■ **AIM OF THE EXERCISE**:
From the listing below, copy only the lines from the line that contains "filename crates/sandbox_physics/src/collision.rs" to the line that contains "points from the second", counting those two lines as part of the copy.

■ **DATASET CONTENT**:
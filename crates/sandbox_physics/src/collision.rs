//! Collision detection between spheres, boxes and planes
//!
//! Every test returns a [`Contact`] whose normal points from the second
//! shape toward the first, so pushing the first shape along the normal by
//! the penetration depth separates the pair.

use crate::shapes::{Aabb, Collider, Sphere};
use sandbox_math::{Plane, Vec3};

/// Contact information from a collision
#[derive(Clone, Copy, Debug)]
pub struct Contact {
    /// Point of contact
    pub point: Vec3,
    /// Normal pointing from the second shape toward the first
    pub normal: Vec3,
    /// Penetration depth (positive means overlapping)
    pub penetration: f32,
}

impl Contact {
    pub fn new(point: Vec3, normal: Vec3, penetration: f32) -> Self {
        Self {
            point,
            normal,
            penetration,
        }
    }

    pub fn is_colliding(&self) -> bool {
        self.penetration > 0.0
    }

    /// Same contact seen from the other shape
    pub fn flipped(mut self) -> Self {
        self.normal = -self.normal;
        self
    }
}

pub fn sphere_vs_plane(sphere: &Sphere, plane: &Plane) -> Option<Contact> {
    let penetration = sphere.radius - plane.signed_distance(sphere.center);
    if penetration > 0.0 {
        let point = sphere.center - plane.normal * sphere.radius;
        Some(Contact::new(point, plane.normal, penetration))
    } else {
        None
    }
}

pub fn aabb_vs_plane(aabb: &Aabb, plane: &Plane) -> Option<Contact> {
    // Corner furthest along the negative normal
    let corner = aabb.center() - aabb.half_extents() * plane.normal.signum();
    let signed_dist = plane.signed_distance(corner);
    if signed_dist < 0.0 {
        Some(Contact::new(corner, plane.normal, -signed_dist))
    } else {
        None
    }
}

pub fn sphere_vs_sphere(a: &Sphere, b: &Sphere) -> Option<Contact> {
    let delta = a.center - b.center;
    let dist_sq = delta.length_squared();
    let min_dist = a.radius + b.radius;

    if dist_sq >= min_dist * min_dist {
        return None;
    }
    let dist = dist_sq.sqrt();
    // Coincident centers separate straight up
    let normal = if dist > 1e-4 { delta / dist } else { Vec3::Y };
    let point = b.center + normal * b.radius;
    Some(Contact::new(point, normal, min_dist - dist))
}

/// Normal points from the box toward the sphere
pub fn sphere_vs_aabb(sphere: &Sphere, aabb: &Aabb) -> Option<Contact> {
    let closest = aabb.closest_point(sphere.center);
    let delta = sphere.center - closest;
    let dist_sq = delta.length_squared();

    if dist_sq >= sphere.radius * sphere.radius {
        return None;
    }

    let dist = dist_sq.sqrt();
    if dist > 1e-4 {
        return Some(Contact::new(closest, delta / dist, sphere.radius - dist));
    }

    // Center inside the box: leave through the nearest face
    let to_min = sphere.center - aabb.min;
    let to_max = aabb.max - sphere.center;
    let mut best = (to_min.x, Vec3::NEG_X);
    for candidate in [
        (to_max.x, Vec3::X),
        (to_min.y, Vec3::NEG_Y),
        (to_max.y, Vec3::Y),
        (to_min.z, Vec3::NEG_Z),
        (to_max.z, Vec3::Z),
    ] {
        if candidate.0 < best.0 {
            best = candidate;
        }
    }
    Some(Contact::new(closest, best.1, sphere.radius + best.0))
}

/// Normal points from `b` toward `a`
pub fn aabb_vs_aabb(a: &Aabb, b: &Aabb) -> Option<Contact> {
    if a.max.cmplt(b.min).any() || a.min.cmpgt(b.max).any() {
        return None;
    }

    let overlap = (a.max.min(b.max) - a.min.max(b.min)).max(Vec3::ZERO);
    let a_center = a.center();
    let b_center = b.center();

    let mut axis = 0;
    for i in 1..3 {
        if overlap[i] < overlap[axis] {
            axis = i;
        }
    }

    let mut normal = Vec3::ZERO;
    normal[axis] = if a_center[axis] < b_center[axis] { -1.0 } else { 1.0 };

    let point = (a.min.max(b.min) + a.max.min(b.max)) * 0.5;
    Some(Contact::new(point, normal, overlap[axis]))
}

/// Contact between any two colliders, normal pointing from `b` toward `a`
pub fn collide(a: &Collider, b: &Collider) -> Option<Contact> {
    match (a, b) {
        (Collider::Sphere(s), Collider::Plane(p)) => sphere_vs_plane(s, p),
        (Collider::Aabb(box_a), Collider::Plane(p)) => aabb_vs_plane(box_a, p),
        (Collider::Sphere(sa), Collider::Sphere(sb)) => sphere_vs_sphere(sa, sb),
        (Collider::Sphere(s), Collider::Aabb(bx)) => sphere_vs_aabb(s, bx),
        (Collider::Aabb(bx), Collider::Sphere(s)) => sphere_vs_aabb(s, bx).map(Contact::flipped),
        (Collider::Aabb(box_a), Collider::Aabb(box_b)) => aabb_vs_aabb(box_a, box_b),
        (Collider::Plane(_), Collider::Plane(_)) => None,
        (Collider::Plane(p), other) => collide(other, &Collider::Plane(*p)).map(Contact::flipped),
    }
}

...

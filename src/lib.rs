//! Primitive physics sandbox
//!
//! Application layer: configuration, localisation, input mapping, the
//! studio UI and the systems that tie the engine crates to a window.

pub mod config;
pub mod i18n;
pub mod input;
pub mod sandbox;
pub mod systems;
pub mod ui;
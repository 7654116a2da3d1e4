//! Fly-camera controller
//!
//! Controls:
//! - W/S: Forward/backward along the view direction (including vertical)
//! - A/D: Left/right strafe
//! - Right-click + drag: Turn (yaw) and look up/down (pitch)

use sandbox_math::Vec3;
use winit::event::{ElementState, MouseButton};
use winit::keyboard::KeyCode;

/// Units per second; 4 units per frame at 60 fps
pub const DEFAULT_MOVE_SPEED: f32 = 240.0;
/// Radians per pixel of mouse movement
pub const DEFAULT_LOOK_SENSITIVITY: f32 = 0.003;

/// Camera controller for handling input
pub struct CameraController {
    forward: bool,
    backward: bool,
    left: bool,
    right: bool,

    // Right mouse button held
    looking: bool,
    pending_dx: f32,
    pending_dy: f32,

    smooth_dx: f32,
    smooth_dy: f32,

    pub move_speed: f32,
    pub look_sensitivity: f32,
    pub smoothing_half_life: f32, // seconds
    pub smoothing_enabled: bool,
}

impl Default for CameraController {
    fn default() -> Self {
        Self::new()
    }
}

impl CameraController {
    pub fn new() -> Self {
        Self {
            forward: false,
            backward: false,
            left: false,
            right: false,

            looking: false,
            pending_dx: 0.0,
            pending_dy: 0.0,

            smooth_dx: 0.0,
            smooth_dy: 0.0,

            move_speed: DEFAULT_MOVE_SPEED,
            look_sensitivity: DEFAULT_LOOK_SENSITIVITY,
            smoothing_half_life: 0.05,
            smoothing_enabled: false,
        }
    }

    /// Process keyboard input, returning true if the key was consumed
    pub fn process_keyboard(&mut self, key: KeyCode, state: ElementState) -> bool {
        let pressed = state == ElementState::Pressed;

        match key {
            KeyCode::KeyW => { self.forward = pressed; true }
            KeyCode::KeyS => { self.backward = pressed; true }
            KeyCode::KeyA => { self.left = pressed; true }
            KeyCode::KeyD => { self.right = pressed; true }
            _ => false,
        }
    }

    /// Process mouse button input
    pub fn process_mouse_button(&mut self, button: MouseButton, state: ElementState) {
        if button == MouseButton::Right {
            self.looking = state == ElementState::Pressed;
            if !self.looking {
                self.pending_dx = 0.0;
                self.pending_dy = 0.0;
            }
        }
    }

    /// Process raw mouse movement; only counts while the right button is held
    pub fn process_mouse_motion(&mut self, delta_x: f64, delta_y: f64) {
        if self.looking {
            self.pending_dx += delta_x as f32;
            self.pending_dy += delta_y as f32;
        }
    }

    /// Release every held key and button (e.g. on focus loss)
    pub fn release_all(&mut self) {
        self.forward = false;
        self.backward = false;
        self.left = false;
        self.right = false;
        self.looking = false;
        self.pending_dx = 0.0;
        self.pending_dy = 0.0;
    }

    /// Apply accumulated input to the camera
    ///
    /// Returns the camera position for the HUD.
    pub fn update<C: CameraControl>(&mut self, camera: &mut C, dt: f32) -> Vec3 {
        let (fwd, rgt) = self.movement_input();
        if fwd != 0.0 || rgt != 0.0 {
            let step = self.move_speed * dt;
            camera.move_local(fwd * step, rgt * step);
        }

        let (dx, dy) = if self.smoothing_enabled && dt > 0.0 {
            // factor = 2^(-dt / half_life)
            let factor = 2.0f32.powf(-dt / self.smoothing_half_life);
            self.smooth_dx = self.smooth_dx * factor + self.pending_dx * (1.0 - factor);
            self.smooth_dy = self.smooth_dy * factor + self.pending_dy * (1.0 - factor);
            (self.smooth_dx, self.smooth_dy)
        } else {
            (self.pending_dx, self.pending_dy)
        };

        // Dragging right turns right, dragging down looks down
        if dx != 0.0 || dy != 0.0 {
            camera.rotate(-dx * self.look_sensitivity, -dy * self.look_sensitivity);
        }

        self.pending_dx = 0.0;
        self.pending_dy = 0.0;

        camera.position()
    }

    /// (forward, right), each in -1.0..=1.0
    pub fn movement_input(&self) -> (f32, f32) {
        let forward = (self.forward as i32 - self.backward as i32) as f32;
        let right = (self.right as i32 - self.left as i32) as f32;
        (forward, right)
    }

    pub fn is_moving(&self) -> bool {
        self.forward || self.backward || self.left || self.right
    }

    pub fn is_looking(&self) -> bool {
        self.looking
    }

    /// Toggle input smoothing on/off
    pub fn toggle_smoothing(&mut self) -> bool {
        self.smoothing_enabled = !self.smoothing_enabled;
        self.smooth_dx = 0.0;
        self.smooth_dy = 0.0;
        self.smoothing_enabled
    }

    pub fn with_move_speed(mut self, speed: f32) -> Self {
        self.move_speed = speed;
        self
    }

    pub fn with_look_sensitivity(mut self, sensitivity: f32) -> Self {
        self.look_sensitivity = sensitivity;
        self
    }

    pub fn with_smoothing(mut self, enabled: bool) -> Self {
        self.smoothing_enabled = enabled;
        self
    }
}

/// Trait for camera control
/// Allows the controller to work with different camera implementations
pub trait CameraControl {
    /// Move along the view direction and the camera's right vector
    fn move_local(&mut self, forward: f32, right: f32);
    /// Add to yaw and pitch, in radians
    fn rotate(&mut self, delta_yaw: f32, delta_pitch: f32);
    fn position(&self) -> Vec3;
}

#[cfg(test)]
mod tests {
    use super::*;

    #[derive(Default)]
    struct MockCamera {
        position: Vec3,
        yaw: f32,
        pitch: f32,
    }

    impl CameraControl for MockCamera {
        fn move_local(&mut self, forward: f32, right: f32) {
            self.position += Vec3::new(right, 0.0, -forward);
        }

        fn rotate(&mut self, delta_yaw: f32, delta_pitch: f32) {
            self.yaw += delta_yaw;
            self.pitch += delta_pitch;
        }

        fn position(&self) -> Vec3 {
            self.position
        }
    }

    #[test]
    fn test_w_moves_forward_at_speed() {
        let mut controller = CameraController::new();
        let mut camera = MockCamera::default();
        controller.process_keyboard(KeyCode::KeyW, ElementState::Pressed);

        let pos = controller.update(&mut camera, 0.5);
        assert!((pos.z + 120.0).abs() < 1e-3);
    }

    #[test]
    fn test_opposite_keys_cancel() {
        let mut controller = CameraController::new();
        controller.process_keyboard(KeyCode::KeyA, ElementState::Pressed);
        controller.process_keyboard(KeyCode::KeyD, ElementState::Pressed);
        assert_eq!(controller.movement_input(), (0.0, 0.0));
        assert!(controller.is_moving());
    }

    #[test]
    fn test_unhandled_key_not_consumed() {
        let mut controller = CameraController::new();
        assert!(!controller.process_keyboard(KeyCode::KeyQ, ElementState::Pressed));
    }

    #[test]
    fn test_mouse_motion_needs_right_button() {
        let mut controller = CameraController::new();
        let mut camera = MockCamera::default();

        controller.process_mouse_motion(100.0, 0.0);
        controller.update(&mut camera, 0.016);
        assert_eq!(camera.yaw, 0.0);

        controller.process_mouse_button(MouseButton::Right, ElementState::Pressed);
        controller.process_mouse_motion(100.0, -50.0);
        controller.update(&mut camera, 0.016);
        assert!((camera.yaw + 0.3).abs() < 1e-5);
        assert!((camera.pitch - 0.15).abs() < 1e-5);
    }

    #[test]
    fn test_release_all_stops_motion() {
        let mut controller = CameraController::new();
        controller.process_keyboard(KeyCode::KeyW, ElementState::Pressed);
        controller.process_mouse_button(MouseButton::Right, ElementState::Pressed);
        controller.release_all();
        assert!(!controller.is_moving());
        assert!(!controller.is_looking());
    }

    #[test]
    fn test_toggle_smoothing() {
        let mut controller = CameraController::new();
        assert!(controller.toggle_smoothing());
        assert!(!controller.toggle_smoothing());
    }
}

■ **EXERCISE RESPONSE**:
filename crates/sandbox_physics/src/collision.rs
//! Collision detection between spheres, boxes and planes
//!
//! Every test returns a [`Contact`] whose normal points from the second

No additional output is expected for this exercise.